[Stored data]
++++++++++++++++++++
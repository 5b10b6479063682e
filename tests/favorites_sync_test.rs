mod common;

#[cfg(test)]
mod favorites_sync_tests {
    use super::common::MockCatalog;
    use camlet::constants::FAVORITES_STORAGE_KEY;
    use camlet::prelude::*;

    fn memory_store(json: &str) -> Arc<FavoriteStore> {
        Arc::new(FavoriteStore::new(Arc::new(MemoryStore::with_entry(
            FAVORITES_STORAGE_KEY,
            json,
        ))))
    }

    #[tokio::test]
    async fn test_unchanged_favorites_fetch_once() {
        let api = Arc::new(MockCatalog::default());
        let store = memory_store(r#"["c1","c2","c3"]"#);
        let mut screen = MyCamerasScreen::new(store, api.clone());
        let focus = ScreenFocus::new();

        let first = screen.on_focus(&focus.focus()).await;
        assert!(first.needs_fetch());
        assert_eq!(screen.cameras().len(), 3);

        let second = screen.on_focus(&focus.focus()).await;
        assert_eq!(second, Reconciliation::Unchanged);
        assert_eq!(api.id_batches().len(), 1, "unchanged set must not refetch");
    }

    #[tokio::test]
    async fn test_titles_are_normalized_once() {
        let api = Arc::new(MockCatalog::default());
        let mut screen = MyCamerasScreen::new(memory_store(r#"["c1"]"#), api);
        screen.on_focus(&CancellationToken::new()).await;
        assert_eq!(screen.cameras()[0].title, "Cam c1");
    }

    #[tokio::test]
    async fn test_add_on_detail_screen_triggers_refetch() {
        let api = Arc::new(MockCatalog::default());
        let store = memory_store(r#"["c1"]"#);
        let mut screen = MyCamerasScreen::new(store.clone(), api.clone());
        let token = CancellationToken::new();

        screen.on_focus(&token).await;
        store.add("c9").await.unwrap();

        let outcome = screen.on_focus(&token).await;
        assert!(outcome.needs_fetch());
        assert_eq!(screen.favorites().as_slice(), ["c9", "c1"]);
        let ids: Vec<_> = screen.cameras().iter().map(|c| c.id.as_str()).collect();
        assert_eq!(ids, ["c9", "c1"]);
        assert_eq!(api.id_batches().len(), 2);
    }

    #[tokio::test]
    async fn test_removing_last_favorite_clears_without_fetch() {
        let api = Arc::new(MockCatalog::default());
        let store = memory_store(r#"["c1"]"#);
        let mut screen = MyCamerasScreen::new(store.clone(), api.clone());
        let token = CancellationToken::new();

        screen.on_focus(&token).await;
        store.remove("c1").await.unwrap();

        assert_eq!(screen.on_focus(&token).await, Reconciliation::Cleared);
        assert!(screen.cameras().is_empty());
        assert_eq!(api.id_batches().len(), 1);
    }

    #[tokio::test]
    async fn test_large_set_is_batched() {
        let api = Arc::new(MockCatalog::default());
        let store = Arc::new(FavoriteStore::new(Arc::new(MemoryStore::new())));
        for i in 0..53 {
            store.add(&format!("c{i}")).await.unwrap();
        }

        let mut screen = MyCamerasScreen::new(store, api.clone());
        screen.on_focus(&CancellationToken::new()).await;

        let sizes: Vec<_> = api.id_batches().iter().map(Vec::len).collect();
        assert_eq!(sizes, [25, 25, 3]);
        assert_eq!(screen.cameras().len(), 53);
        assert_eq!(screen.cameras()[0].id, "c52", "most recent favorite first");
    }

    #[tokio::test]
    async fn test_batch_requests_cover_requested_ids() {
        for cap in [1, 7, 25] {
            for n in [0usize, 1, 6, 7, 8, 24, 25, 26, 80] {
                let api = Arc::new(MockCatalog::default());
                let scheduler = BatchFetchScheduler::with_cap(api.clone(), cap);
                let ids: FavoriteIdSet = (0..n).map(|i| format!("c{i}")).collect();

                let cameras = scheduler
                    .fetch(&ids, &CancellationToken::new())
                    .await
                    .unwrap();

                assert_eq!(api.id_batches().len(), n.div_ceil(cap), "n={n} cap={cap}");
                assert!(api.id_batches().iter().all(|batch| batch.len() <= cap));
                let returned: HashSet<_> = cameras.iter().map(|c| c.id.clone()).collect();
                let requested: HashSet<_> = ids.iter().map(str::to_string).collect();
                assert_eq!(returned, requested);
            }
        }
    }

    #[tokio::test]
    async fn test_failed_batch_keeps_previous_list_and_retries() {
        let api = Arc::new(MockCatalog::default());
        let store = memory_store(r#"["c1"]"#);
        let mut screen = MyCamerasScreen::new(store.clone(), api.clone());
        let token = CancellationToken::new();

        screen.on_focus(&token).await;
        assert_eq!(screen.cameras().len(), 1);

        store.add("c2").await.unwrap();
        api.set_fail_ids(true);
        screen.on_focus(&token).await;
        assert!(screen.has_failed());
        assert!(!screen.is_loading());
        assert_eq!(screen.cameras().len(), 1, "no partial display after failure");

        api.set_fail_ids(false);
        assert!(screen.on_focus(&token).await.needs_fetch());
        assert!(!screen.has_failed());
        assert_eq!(screen.cameras().len(), 2);
    }

    #[tokio::test]
    async fn test_blurred_screen_ignores_result() {
        let api = Arc::new(MockCatalog::default());
        let mut screen = MyCamerasScreen::new(memory_store(r#"["c1"]"#), api.clone());
        let focus = ScreenFocus::new();

        let token = focus.handle(FocusEvent::Focused).unwrap();
        focus.handle(FocusEvent::Blurred);

        assert_eq!(screen.on_focus(&token).await, Reconciliation::Stale);
        assert!(screen.cameras().is_empty());
        assert!(api.id_batches().is_empty());

        let outcome = screen.on_focus(&focus.focus()).await;
        assert!(outcome.needs_fetch());
    }

    #[tokio::test]
    async fn test_favorites_survive_restart() {
        let dir = tempfile::tempdir().unwrap();
        {
            let store = FavoriteStore::new(Arc::new(FileStore::new(dir.path())));
            store.add("c1").await.unwrap();
            store.add("c2").await.unwrap();
            store.remove("c1").await.unwrap();
            store.add("c3").await.unwrap();
        }

        let store = Arc::new(FavoriteStore::new(Arc::new(FileStore::new(dir.path()))));
        assert_eq!(store.load().await.as_slice(), ["c3", "c2"]);

        let api = Arc::new(MockCatalog::default());
        let mut screen = MyCamerasScreen::new(store, api);
        screen.on_focus(&CancellationToken::new()).await;
        assert_eq!(screen.cameras().len(), 2);
    }

    #[tokio::test]
    async fn test_corrupt_record_reads_as_no_favorites() {
        let dir = tempfile::tempdir().unwrap();
        std::fs::write(dir.path().join("favoriteCameraIds.json"), "[1, 2").unwrap();

        let store = Arc::new(FavoriteStore::new(Arc::new(FileStore::new(dir.path()))));
        let api = Arc::new(MockCatalog::default());
        let mut screen = MyCamerasScreen::new(store.clone(), api);
        assert_eq!(
            screen.on_focus(&CancellationToken::new()).await,
            Reconciliation::Cleared
        );

        store.add("c1").await.unwrap();
        assert_eq!(store.reload().await.as_slice(), ["c1"]);
    }

    #[tokio::test]
    async fn test_toggle_from_detail_screen() {
        let api = Arc::new(MockCatalog::default());
        let store = memory_store(r#"["c1"]"#);
        let mut screen = MyCamerasScreen::new(store.clone(), api);
        let token = CancellationToken::new();
        screen.on_focus(&token).await;

        assert!(screen.toggle_favorite("c2").await.unwrap());
        assert!(!screen.toggle_favorite("c1").await.unwrap());
        assert!(store.contains("c2").await);

        assert!(screen.on_focus(&token).await.needs_fetch());
        let ids: Vec<_> = screen.cameras().iter().map(|c| c.id.as_str()).collect();
        assert_eq!(ids, ["c2"]);
    }

    #[tokio::test(start_paused = true)]
    async fn test_blur_during_refetch_keeps_previous_list() {
        let api = Arc::new(MockCatalog::default());
        let store = memory_store(r#"["c1"]"#);
        let mut screen = MyCamerasScreen::new(store.clone(), api.clone());
        screen.on_focus(&CancellationToken::new()).await;

        store.add("c2").await.unwrap();
        api.set_delay(Some(Duration::from_millis(200)));
        let token = CancellationToken::new();
        let blur = token.clone();
        tokio::spawn(async move {
            tokio::time::sleep(Duration::from_millis(50)).await;
            blur.cancel();
        });

        screen.on_focus(&token).await;
        assert_eq!(api.id_batches().len(), 2);
        let ids: Vec<_> = screen.cameras().iter().map(|c| c.id.as_str()).collect();
        assert_eq!(ids, ["c1"], "cancelled refetch must not replace the list");
        assert!(!screen.is_loading());
        assert!(!screen.has_failed());

        api.set_delay(None);
        assert!(screen.on_focus(&CancellationToken::new()).await.needs_fetch());
        assert_eq!(screen.cameras().len(), 2);
    }
}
++++++++++++++++++++
● **WHAT THE TASK ASKS**
From the data above, copy each line that has the string "HashSet".

● **OUTPUT OF THE TASK**
                let returned: HashSet<_> = cameras.iter().map(|c| c.id.clone()).collect();
                let requested: HashSet<_> = ids.iter().map(str::to_string).collect();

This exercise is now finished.